El peso de la vida
Al observar atentamente esta imagen de Isabel II en su castillo de Balmoral, me pregunté por qué los reyes y las reinas tienen que ser necesariamente ricos. La historia nos demuestra que pueden ser bobos, crueles, ignorantes, altos, bajos, diestros, zurdos, lo que ustedes prefieran: pueden caer o no caer en cualquier condición imaginable, pero la de la riqueza parece obligatoria. ¿Por qué no habrá monarquías de clase media cuyos titulares vivan cerca de una boca del metro, para que no todo sean penalidades? Dicen que la nuestra, comparada con la británica, vive casi en la indigencia, pero el rey emérito posee cuentas fuera de España y viaja en aviones privados. O sea, que pobres, lo que se dice pobres, tampoco son. Ignoran además el agobio de encontrar vivienda que tanto aflige a los contribuyentes.
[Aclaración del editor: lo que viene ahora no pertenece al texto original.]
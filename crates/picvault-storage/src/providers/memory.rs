//! In-memory media store with fault injection, for tests.

use std::collections::HashMap;
use std::sync::atomic::{AtomicBool, AtomicUsize, Ordering};

use async_trait::async_trait;
use bytes::Bytes;
use tokio::sync::RwLock;

use picvault_core::error::AppError;
use picvault_core::result::AppResult;
use picvault_core::traits::media::{MediaStore, StoredAsset};

/// Media store holding assets in a map.
#[derive(Debug)]
pub struct MemoryMediaStore {
    assets: RwLock<HashMap<String, (Bytes, String)>>,
    base_url: String,
    fail_store: AtomicBool,
    fail_release: AtomicBool,
    release_calls: AtomicUsize,
}

impl MemoryMediaStore {
    /// Create an empty store producing URLs under `base_url`.
    pub fn new(base_url: &str) -> Self {
        Self {
            assets: RwLock::new(HashMap::new()),
            base_url: base_url.trim_end_matches('/').to_string(),
            fail_store: AtomicBool::new(false),
            fail_release: AtomicBool::new(false),
            release_calls: AtomicUsize::new(0),
        }
    }

    /// Make subsequent `store` calls fail.
    pub fn set_fail_store(&self, fail: bool) {
        self.fail_store.store(fail, Ordering::SeqCst);
    }

    /// Make subsequent `release` calls fail.
    pub fn set_fail_release(&self, fail: bool) {
        self.fail_release.store(fail, Ordering::SeqCst);
    }

    /// Whether an asset is currently held under `key`.
    pub async fn contains(&self, key: &str) -> bool {
        self.assets.read().await.contains_key(key)
    }

    /// Number of held assets.
    pub async fn len(&self) -> usize {
        self.assets.read().await.len()
    }

    /// Whether the store holds no assets.
    pub async fn is_empty(&self) -> bool {
        self.assets.read().await.is_empty()
    }

    /// Number of `release` calls seen, including failed ones.
    pub fn release_calls(&self) -> usize {
        self.release_calls.load(Ordering::SeqCst)
    }
}

impl Default for MemoryMediaStore {
    fn default() -> Self {
        Self::new("memory://media")
    }
}

#[async_trait]
impl MediaStore for MemoryMediaStore {
    fn provider_type(&self) -> &str {
        "memory"
    }

    async fn health_check(&self) -> AppResult<bool> {
        Ok(!self.fail_store.load(Ordering::SeqCst))
    }

    async fn store(&self, key: &str, data: Bytes, content_type: &str) -> AppResult<StoredAsset> {
        if self.fail_store.load(Ordering::SeqCst) {
            return Err(AppError::storage("Injected store failure"));
        }
        self.assets
            .write()
            .await
            .insert(key.to_string(), (data, content_type.to_string()));
        Ok(StoredAsset {
            storage_key: key.to_string(),
            storage_url: format!("{}/{key}", self.base_url),
            thumbnail_url: content_type
                .starts_with("image/")
                .then(|| format!("{}/{key}?thumbnail", self.base_url)),
        })
    }

    async fn release(&self, storage_key: &str) -> AppResult<()> {
        self.release_calls.fetch_add(1, Ordering::SeqCst);
        if self.fail_release.load(Ordering::SeqCst) {
            return Err(AppError::storage("Injected release failure"));
        }
        self.assets.write().await.remove(storage_key);
        Ok(())
    }
}
//! Request DTOs with validation.

use serde::{Deserialize, Serialize};
use validator::Validate;

use picvault_core::error::AppError;
use picvault_core::types::NodeId;
use picvault_entity::node::ListFilter;

/// Create folder request body.
#[derive(Debug, Clone, Serialize, Deserialize, Validate)]
#[serde(rename_all = "camelCase")]
pub struct CreateFolderRequest {
    /// Folder name.
    #[validate(length(min = 1, max = 255, message = "Folder name is required"))]
    pub name: String,
    /// Parent folder; omitted or `null` for the root level.
    #[serde(default)]
    pub parent_id: Option<NodeId>,
}

/// Move request body. `parentId: null` moves to the root level.
#[derive(Debug, Clone, Serialize, Deserialize)]
#[serde(rename_all = "camelCase")]
pub struct MoveNodeRequest {
    /// New parent folder.
    #[serde(default)]
    pub parent_id: Option<NodeId>,
}

/// Rename request body.
#[derive(Debug, Clone, Serialize, Deserialize, Validate)]
pub struct RenameNodeRequest {
    /// New name.
    #[validate(length(min = 1, max = 255, message = "Name is required"))]
    pub name: String,
}

/// Query string of `GET /api/nodes`.
#[derive(Debug, Clone, Default, Serialize, Deserialize)]
#[serde(rename_all = "camelCase")]
pub struct ListNodesQuery {
    /// Folder to list; absent for the root level.
    pub parent_id: Option<NodeId>,
    /// `active` (default), `starred` or `trashed`.
    pub filter: Option<String>,
}

impl ListNodesQuery {
    /// Parses the filter, defaulting to `active`.
    pub fn list_filter(&self) -> Result<ListFilter, AppError> {
        match self.filter.as_deref().map(str::trim) {
            None | Some("") => Ok(ListFilter::default()),
            Some(raw) => raw.parse().map_err(AppError::invalid_argument),
        }
    }
}

/// Runs `validator` rules, mapping failures to `InvalidArgument`.
pub fn validate_body<T: Validate>(body: &T) -> Result<(), AppError> {
    body.validate()
        .map_err(|e| AppError::invalid_argument(format!("Validation failed: {e}")))
}

#[cfg(test)]
mod tests {
    use super::*;

    #[test]
    fn test_create_folder_accepts_camel_case() {
        let id = NodeId::new();
        let body: CreateFolderRequest =
            serde_json::from_str(&format!(r#"{{"name":"Photos","parentId":"{id}"}}"#)).unwrap();
        assert_eq!(body.parent_id, Some(id));
        assert!(validate_body(&body).is_ok());

        let body: CreateFolderRequest = serde_json::from_str(r#"{"name":""}"#).unwrap();
        assert!(body.parent_id.is_none());
        assert!(validate_body(&body).is_err());
    }

    #[test]
    fn test_move_to_root_with_null_parent() {
        let body: MoveNodeRequest = serde_json::from_str(r#"{"parentId":null}"#).unwrap();
        assert!(body.parent_id.is_none());
        let body: MoveNodeRequest = serde_json::from_str("{}").unwrap();
        assert!(body.parent_id.is_none());
    }

    #[test]
    fn test_list_filter() {
        let q = ListNodesQuery::default();
        assert_eq!(q.list_filter().unwrap(), ListFilter::Active);
        let q = ListNodesQuery {
            filter: Some("trashed".into()),
            ..Default::default()
        };
        assert_eq!(q.list_filter().unwrap(), ListFilter::Trashed);
        let q = ListNodesQuery {
            filter: Some("bogus".into()),
            ..Default::default()
        };
        assert!(q.list_filter().is_err());
    }
}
De modo que aquí me ven, envidiando ese pedazo de salón en el que la chimenea siempre está encendida, el reloj siempre marca las horas y el precio de las pinturas expuestas en las paredes crece cada año. También me gustan las lámparas, desde luego, y los sofás. Todo le viene grande a la anciana que disfrutaba de ello en vida. A mí lo único que me ha venido grande han sido los zapatos que me compraban de pequeño, pues tenían que durar varios años, de modo que, si calzaba el 34, me compraban el 38. Crecederos, que solía decirse.
Caerían muy simpáticos unos monarcas de cuento de hadas, aún por escribir, que conocieran el precio y el peso de la bombona de butano, sobre todo el peso, que es mayor que el de la corona y metaforiza, por si fuera poco, el peso de la vida.